_Problem details:_
Pull out every line below containing the word "Create".

_Source records:_

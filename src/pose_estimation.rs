use crate::{
    constants::{ANGLE_OFFSET_DEGREES, CAMERA_CENTER_FACTOR, CANONICAL_FACE_MODEL},
    landmarks::FacialKeyPoints,
    utils::safe_cast::usize_to_i32,
    Result,
};
use nalgebra::Matrix3;
use opencv::{
    calib3d,
    core::{Mat, Point2d, Point3d, Size, Vector, CV_64F},
    prelude::*,
};

/// Head orientation in degrees, each angle shifted by +180 into [0, 360)
#[derive(Debug, Clone, Copy, PartialEq)]
pub struct HeadPose {
    /// Rotation about the horizontal axis
    pub pitch: f64,
    /// Rotation about the vertical axis
    pub yaw: f64,
    /// Rotation about the depth axis
    pub roll: f64,
}

impl HeadPose {
    /// Create a pose from already-offset angles
    #[must_use]
    pub const fn new(pitch: f64, yaw: f64, roll: f64) -> Self {
        Self { pitch, yaw, roll }
    }

    /// Whether every angle is a finite number
    #[must_use]
    pub fn is_finite(&self) -> bool {
        self.pitch.is_finite() && self.yaw.is_finite() && self.roll.is_finite()
    }
}

/// Head pose estimator using the `PnP` algorithm on six facial key points
pub struct PoseEstimator {
    model_points: Vector<Point3d>,
    dist_coeffs: Mat,
}

impl PoseEstimator {
    /// Create a pose estimator over the canonical face model
    ///
    /// # Errors
    ///
    /// Returns an error if the distortion matrix cannot be allocated
    pub fn new() -> Result<Self> {
        log::info!("Initializing PoseEstimator with {} model points", CANONICAL_FACE_MODEL.len());
        let model_points = CANONICAL_FACE_MODEL
            .iter()
            .map(|&[x, y, z]| Point3d::new(x, y, z))
            .collect();

        // Assume no lens distortion
        let dist_coeffs = Mat::zeros(4, 1, CV_64F)?.to_mat()?;

        Ok(Self {
            model_points,
            dist_coeffs,
        })
    }

    /// Approximate intrinsics: focal length = frame width, principal point at the center
    ///
    /// # Errors
    ///
    /// Returns an error if the matrix cannot be built
    pub fn camera_matrix(frame_size: Size) -> Result<Mat> {
        let focal_length = f64::from(frame_size.width);
        let center = (
            f64::from(frame_size.width) / CAMERA_CENTER_FACTOR,
            f64::from(frame_size.height) / CAMERA_CENTER_FACTOR,
        );

        Ok(Mat::from_slice_2d(&[
            [focal_length, 0.0, center.0],
            [0.0, focal_length, center.1],
            [0.0, 0.0, 1.0],
        ])?)
    }

    /// Estimate head pose from the six key points of a frame
    ///
    /// Returns `Ok(None)` when the solver does not converge or the
    /// decomposition yields a non-finite angle.
    ///
    /// # Errors
    ///
    /// Returns an error if the frame size is not positive or an `OpenCV`
    /// operation fails.
    pub fn estimate(&self, frame_size: Size, key_points: &FacialKeyPoints) -> Result<Option<HeadPose>> {
        if frame_size.width <= 0 || frame_size.height <= 0 {
            return Err(crate::Error::InvalidInput(format!(
                "Frame size must be positive, got {}x{}",
                frame_size.width, frame_size.height
            )));
        }

        let camera_matrix = Self::camera_matrix(frame_size)?;
        let image_points: Vector<Point2d> = key_points
            .points()
            .iter()
            .map(|p| Point2d::new(f64::from(p.x), f64::from(p.y)))
            .collect();

        let mut rvec = Mat::default();
        let mut tvec = Mat::default();
        let converged = calib3d::solve_pnp(
            &self.model_points,
            &image_points,
            &camera_matrix,
            &self.dist_coeffs,
            &mut rvec,
            &mut tvec,
            false,
            calib3d::SOLVEPNP_ITERATIVE,
        )?;

        if !converged {
            log::debug!("PnP solver did not converge");
            return Ok(None);
        }

        let mut rotation = Mat::default();
        calib3d::rodrigues(&rvec, &mut rotation, &mut Mat::default())?;
        let rotation = Self::mat_to_matrix3(&rotation)?;

        let pose = Self::rotation_matrix_to_euler(&rotation);
        if !pose.is_finite() {
            log::debug!("Degenerate pose discarded: {:?}", pose);
            return Ok(None);
        }

        Ok(Some(pose))
    }

    /// Convert a rotation matrix to offset Euler angles in degrees
    ///
    /// Near gimbal lock (`cos(pitch)` close to zero) yaw and roll lose their
    /// meaning; the decomposition does not guard against it.
    #[must_use]
    pub fn rotation_matrix_to_euler(rotation: &Matrix3<f64>) -> HeadPose {
        let pitch = (-rotation[(2, 0)]).atan2((rotation[(0, 0)].powi(2) + rotation[(1, 0)].powi(2)).sqrt());
        let cos_pitch = pitch.cos();
        let yaw = (rotation[(1, 0)] / cos_pitch).atan2(rotation[(0, 0)] / cos_pitch);
        let roll = (rotation[(2, 1)] / cos_pitch).atan2(rotation[(2, 2)] / cos_pitch);

        HeadPose {
            pitch: pitch.to_degrees() + ANGLE_OFFSET_DEGREES,
            yaw: yaw.to_degrees() + ANGLE_OFFSET_DEGREES,
            roll: roll.to_degrees() + ANGLE_OFFSET_DEGREES,
        }
    }

    /// Copy a 3x3 `CV_64F` matrix into nalgebra
    fn mat_to_matrix3(mat: &Mat) -> Result<Matrix3<f64>> {
        if mat.rows() != 3 || mat.cols() != 3 {
            return Err(crate::Error::InvalidInput(format!(
                "Expected a 3x3 rotation matrix, got {}x{}",
                mat.rows(),
                mat.cols()
            )));
        }

        let mut rotation = Matrix3::zeros();
        for row in 0..3 {
            for col in 0..3 {
                rotation[(row, col)] = *mat.at_2d::<f64>(usize_to_i32(row)?, usize_to_i32(col)?)?;
            }
        }
        Ok(rotation)
    }
}

#[cfg(test)]
mod tests {
    use super::*;
    use approx::assert_relative_eq;
    use nalgebra::Rotation3;

    #[test]
    fn test_identity_rotation_reports_offset_only() {
        let pose = PoseEstimator::rotation_matrix_to_euler(&Matrix3::identity());

        assert_eq!(pose.pitch, 180.0);
        assert_eq!(pose.yaw, 180.0);
        assert_eq!(pose.roll, 180.0);
    }

    #[test]
    fn test_euler_extraction_recovers_angles() {
        let (roll, pitch, yaw) = (0.2_f64, -0.3_f64, 0.4_f64);
        let rotation = Rotation3::from_euler_angles(roll, pitch, yaw).into_inner();
        let pose = PoseEstimator::rotation_matrix_to_euler(&rotation);

        assert_relative_eq!(pose.pitch, pitch.to_degrees() + 180.0, epsilon = 1e-9);
        assert_relative_eq!(pose.yaw, yaw.to_degrees() + 180.0, epsilon = 1e-9);
        assert_relative_eq!(pose.roll, roll.to_degrees() + 180.0, epsilon = 1e-9);
    }

    #[test]
    fn test_offset_applies_to_negative_angles() {
        let rotation = Rotation3::from_euler_angles(-0.5, -0.25, -1.0).into_inner();
        let pose = PoseEstimator::rotation_matrix_to_euler(&rotation);

        assert!(pose.pitch < 180.0);
        assert!(pose.yaw < 180.0);
        assert!(pose.roll < 180.0);
        assert_relative_eq!(pose.roll, 180.0 - 0.5_f64.to_degrees(), epsilon = 1e-9);
    }

    #[test]
    fn test_camera_matrix_uses_frame_width() {
        let matrix = PoseEstimator::camera_matrix(Size::new(640, 480)).unwrap();

        assert_eq!(*matrix.at_2d::<f64>(0, 0).unwrap(), 640.0);
        assert_eq!(*matrix.at_2d::<f64>(1, 1).unwrap(), 640.0);
        assert_eq!(*matrix.at_2d::<f64>(0, 2).unwrap(), 320.0);
        assert_eq!(*matrix.at_2d::<f64>(1, 2).unwrap(), 240.0);
        assert_eq!(*matrix.at_2d::<f64>(2, 2).unwrap(), 1.0);
    }

    #[test]
    fn test_estimate_rejects_empty_frame() {
        let estimator = PoseEstimator::new().unwrap();
        let key_points = FacialKeyPoints::from_points([opencv::core::Point2f::default(); 6]);

        assert!(estimator.estimate(Size::new(0, 480), &key_points).is_err());
    }

    #[test]
    fn test_mat_to_matrix3_rejects_wrong_shape() {
        let mat = Mat::zeros(3, 1, CV_64F).unwrap().to_mat().unwrap();
        assert!(PoseEstimator::mat_to_matrix3(&mat).is_err());
    }

    #[test]
    fn test_mat_to_matrix3_copies_every_element() {
        let mat = Mat::from_slice_2d(&[[1.0, 2.0, 3.0], [4.0, 5.0, 6.0], [7.0, 8.0, 9.0]]).unwrap();
        let matrix = PoseEstimator::mat_to_matrix3(&mat).unwrap();

        assert_eq!(matrix, Matrix3::new(1.0, 2.0, 3.0, 4.0, 5.0, 6.0, 7.0, 8.0, 9.0));
    }
}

_Output:_
    /// Create a pose from already-offset angles
    /// Create a pose estimator over the canonical face model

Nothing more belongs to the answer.